[Saved entries]
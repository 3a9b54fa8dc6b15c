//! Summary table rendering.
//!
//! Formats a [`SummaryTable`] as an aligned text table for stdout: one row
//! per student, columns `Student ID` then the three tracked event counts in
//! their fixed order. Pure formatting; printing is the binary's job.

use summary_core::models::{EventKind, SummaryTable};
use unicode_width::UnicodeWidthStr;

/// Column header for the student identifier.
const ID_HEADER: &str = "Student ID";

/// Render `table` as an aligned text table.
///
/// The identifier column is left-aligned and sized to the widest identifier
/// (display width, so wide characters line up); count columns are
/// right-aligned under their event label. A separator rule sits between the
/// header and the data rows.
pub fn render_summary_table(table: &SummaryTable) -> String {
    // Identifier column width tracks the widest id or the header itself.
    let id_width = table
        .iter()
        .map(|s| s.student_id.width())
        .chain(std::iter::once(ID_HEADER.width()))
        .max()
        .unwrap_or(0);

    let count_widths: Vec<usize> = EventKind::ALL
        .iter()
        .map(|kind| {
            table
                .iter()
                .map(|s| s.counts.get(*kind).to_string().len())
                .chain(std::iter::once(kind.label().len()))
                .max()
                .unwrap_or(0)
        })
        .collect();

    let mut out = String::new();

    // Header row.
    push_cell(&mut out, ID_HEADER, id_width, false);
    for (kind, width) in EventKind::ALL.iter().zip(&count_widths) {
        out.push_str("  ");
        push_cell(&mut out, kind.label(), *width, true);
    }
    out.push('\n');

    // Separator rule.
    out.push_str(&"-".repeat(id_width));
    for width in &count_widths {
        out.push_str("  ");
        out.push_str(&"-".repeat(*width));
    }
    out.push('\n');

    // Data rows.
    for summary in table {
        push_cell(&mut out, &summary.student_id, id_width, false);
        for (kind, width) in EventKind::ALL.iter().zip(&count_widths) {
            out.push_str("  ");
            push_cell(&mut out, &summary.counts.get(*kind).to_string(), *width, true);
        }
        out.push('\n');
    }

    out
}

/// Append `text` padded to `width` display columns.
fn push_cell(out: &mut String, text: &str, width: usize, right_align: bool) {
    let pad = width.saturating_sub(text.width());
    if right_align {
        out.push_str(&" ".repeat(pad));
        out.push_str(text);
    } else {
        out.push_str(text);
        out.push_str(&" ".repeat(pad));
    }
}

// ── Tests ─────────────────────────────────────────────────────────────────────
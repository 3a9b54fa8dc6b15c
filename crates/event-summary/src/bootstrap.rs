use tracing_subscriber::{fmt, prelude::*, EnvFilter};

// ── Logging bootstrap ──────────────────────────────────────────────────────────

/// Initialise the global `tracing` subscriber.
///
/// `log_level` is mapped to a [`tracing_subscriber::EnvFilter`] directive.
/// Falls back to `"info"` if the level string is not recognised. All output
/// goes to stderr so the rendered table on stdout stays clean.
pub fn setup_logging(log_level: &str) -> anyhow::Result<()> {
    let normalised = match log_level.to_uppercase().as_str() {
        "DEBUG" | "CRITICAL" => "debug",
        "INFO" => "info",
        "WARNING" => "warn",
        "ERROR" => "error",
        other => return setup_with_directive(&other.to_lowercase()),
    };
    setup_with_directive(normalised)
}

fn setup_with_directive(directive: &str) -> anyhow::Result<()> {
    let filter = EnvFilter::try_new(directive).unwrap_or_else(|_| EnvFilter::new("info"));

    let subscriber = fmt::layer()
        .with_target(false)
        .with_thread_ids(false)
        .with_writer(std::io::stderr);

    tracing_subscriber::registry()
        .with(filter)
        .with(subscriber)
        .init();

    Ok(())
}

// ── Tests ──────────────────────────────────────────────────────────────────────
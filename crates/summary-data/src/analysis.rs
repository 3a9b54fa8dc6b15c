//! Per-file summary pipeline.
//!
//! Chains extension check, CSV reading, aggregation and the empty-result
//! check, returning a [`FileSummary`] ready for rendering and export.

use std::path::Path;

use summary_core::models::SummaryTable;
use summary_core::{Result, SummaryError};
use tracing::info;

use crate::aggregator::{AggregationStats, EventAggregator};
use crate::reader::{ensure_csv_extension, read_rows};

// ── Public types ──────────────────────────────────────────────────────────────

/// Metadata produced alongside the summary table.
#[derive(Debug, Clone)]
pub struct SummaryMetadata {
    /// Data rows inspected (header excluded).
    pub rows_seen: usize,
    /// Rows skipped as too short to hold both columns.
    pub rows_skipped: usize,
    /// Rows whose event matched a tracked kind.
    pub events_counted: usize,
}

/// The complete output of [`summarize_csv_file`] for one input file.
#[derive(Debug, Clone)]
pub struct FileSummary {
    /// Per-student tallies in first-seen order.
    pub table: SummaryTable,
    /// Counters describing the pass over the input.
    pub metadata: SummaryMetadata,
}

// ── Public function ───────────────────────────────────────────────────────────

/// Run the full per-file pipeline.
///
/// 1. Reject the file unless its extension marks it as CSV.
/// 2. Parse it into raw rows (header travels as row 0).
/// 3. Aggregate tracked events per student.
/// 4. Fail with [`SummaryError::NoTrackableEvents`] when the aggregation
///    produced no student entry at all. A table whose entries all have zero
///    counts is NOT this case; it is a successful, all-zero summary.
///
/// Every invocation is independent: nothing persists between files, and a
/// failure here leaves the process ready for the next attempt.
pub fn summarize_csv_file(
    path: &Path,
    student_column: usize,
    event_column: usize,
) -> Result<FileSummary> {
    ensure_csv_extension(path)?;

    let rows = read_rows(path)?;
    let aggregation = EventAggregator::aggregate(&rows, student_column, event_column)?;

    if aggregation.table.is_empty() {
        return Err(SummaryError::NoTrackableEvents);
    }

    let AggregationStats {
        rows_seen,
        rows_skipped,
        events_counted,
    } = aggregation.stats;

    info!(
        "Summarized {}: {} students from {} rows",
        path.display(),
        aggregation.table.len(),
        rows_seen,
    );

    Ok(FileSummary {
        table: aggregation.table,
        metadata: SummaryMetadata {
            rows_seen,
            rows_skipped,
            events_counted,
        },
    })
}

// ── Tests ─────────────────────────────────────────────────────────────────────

...

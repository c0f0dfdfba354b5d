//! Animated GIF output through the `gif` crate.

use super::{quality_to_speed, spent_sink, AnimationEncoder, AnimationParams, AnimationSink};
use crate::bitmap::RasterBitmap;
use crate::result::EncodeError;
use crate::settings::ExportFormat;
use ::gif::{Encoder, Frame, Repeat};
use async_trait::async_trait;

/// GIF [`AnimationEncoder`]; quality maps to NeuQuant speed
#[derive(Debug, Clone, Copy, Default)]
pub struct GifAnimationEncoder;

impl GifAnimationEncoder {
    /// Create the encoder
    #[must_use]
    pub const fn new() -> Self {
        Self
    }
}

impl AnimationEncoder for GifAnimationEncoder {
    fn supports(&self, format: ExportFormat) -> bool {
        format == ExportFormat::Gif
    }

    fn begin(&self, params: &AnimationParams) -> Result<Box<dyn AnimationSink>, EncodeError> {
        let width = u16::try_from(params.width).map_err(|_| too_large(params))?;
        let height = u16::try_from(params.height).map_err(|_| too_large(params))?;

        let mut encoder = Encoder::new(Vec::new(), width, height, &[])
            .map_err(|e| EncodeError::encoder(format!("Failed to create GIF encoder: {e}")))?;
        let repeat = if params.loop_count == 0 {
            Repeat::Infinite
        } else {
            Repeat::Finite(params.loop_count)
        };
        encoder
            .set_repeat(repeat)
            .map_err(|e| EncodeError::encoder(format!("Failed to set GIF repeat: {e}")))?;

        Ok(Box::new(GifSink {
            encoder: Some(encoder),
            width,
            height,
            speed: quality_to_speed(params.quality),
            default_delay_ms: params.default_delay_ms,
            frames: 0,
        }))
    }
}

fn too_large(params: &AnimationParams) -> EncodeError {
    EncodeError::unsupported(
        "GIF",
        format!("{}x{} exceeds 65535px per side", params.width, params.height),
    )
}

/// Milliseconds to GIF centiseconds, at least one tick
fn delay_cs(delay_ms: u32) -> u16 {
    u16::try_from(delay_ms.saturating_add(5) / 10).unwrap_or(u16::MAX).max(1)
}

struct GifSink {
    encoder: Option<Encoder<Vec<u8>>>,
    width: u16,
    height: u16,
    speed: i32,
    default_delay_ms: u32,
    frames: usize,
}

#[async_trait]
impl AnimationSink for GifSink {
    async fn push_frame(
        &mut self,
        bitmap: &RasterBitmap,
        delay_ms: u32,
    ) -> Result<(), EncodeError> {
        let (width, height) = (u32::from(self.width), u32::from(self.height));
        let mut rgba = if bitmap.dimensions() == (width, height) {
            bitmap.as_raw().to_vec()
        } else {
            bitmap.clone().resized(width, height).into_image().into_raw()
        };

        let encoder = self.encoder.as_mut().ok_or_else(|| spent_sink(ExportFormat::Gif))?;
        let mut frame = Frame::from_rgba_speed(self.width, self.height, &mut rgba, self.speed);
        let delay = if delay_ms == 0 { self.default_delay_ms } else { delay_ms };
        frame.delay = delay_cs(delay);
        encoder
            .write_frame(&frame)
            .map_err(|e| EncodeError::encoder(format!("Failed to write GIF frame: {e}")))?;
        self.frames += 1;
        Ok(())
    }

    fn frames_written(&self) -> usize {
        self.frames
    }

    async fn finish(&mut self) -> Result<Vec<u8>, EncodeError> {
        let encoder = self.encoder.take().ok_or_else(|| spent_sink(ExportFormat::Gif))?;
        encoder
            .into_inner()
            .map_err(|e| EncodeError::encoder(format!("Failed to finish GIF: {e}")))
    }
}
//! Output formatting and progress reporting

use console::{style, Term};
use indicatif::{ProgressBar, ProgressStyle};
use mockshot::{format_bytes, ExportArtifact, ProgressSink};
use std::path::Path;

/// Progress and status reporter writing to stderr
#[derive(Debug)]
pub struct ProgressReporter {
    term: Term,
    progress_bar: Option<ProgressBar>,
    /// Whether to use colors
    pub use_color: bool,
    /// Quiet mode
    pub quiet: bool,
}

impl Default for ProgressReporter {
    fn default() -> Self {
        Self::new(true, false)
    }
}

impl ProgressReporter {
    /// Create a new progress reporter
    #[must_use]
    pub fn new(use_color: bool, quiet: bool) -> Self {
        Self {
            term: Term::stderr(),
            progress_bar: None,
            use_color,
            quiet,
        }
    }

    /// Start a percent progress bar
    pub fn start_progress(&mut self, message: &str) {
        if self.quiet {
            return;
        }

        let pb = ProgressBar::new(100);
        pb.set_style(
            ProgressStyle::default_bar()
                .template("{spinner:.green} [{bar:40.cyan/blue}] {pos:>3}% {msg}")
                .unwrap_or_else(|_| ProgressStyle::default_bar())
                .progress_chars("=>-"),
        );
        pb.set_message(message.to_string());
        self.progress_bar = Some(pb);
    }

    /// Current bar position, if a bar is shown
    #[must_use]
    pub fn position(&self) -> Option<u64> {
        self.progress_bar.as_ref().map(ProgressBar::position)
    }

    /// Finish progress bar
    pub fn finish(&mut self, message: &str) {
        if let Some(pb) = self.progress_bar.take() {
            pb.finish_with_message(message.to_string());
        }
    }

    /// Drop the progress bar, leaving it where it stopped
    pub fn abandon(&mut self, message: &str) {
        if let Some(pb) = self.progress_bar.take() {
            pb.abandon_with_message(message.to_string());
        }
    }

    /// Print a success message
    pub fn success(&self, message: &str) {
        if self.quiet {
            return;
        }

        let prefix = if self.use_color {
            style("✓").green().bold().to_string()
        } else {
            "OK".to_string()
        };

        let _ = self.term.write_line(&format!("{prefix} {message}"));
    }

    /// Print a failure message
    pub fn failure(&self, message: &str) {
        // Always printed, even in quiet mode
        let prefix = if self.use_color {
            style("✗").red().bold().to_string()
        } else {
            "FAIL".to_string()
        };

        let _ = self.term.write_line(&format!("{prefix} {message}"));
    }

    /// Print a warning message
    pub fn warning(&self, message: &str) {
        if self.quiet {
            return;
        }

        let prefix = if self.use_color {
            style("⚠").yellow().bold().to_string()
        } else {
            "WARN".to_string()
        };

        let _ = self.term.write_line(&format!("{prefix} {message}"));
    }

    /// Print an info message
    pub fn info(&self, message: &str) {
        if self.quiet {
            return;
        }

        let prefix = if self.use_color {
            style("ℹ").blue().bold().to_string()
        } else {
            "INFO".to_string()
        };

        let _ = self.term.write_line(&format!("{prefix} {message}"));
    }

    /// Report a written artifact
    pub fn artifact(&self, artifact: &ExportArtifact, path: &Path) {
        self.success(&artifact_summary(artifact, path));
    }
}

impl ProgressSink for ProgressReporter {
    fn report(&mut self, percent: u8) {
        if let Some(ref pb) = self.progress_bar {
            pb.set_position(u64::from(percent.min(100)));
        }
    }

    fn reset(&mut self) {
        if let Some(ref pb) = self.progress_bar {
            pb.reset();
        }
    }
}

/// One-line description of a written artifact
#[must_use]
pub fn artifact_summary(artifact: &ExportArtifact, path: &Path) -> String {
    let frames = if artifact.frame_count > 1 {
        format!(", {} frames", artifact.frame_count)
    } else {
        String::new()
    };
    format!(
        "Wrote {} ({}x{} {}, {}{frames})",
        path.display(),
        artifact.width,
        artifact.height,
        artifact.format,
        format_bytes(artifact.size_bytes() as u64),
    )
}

...

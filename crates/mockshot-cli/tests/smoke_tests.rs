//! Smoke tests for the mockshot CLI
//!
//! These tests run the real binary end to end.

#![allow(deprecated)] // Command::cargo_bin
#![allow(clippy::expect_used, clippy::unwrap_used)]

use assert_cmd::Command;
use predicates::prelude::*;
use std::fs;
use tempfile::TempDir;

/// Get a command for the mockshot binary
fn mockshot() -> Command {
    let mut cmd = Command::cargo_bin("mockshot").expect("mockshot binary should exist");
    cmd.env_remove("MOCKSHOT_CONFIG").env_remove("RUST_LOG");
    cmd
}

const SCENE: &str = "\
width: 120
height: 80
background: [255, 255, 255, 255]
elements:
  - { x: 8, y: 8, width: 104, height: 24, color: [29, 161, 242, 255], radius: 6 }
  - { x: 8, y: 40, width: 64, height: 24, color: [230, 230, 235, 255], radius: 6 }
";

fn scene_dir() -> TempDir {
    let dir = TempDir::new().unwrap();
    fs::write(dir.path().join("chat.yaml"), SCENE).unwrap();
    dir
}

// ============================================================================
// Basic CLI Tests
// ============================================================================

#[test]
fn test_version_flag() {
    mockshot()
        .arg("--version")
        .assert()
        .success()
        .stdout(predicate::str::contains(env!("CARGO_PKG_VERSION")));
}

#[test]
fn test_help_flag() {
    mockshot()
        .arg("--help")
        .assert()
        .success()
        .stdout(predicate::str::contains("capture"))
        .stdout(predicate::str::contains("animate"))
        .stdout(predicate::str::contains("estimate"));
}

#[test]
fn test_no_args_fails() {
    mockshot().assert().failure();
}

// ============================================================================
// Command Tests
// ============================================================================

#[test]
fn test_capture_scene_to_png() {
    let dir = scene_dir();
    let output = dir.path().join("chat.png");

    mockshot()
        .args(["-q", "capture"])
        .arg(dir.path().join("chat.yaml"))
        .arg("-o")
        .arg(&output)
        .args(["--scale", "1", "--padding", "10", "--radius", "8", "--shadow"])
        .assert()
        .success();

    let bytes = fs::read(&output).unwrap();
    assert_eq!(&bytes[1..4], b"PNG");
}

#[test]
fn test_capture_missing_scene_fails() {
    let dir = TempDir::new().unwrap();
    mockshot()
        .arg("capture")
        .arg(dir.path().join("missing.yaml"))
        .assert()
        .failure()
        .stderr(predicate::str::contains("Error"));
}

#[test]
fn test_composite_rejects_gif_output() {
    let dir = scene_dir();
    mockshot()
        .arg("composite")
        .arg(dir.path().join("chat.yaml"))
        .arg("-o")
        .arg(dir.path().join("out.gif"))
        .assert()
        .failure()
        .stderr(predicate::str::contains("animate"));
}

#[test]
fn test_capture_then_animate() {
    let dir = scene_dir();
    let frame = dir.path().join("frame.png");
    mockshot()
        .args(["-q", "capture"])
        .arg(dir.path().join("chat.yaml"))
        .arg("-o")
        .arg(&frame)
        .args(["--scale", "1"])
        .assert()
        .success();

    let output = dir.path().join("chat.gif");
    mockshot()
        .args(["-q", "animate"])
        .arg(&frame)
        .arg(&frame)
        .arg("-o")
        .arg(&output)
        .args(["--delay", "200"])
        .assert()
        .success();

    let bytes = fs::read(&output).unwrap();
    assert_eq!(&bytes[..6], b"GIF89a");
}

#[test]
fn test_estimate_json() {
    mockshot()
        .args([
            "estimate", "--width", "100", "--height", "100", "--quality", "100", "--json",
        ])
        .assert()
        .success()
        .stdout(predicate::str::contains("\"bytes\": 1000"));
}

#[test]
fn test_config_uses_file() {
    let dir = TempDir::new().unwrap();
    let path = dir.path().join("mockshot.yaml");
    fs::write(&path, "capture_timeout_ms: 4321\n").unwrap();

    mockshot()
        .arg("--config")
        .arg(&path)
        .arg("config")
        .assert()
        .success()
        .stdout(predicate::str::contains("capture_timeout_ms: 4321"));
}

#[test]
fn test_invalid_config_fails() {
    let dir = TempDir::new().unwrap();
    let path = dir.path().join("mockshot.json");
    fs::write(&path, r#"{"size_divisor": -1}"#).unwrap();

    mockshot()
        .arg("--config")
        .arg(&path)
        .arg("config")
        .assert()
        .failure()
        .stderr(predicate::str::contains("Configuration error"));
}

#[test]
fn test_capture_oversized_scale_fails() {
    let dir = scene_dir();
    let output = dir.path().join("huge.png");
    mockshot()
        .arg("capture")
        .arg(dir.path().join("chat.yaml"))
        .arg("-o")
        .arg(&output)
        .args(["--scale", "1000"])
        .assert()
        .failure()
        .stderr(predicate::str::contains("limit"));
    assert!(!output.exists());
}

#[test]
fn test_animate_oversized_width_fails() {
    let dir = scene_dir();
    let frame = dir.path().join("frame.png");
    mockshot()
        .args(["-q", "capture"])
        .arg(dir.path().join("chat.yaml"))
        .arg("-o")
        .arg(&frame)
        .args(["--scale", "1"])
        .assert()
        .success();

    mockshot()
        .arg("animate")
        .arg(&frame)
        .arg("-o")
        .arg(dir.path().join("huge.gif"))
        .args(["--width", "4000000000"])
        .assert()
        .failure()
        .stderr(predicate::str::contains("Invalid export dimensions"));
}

The problem: Write down only how many lines of the entries above include the word "ProgressSink".

Exercise response: 2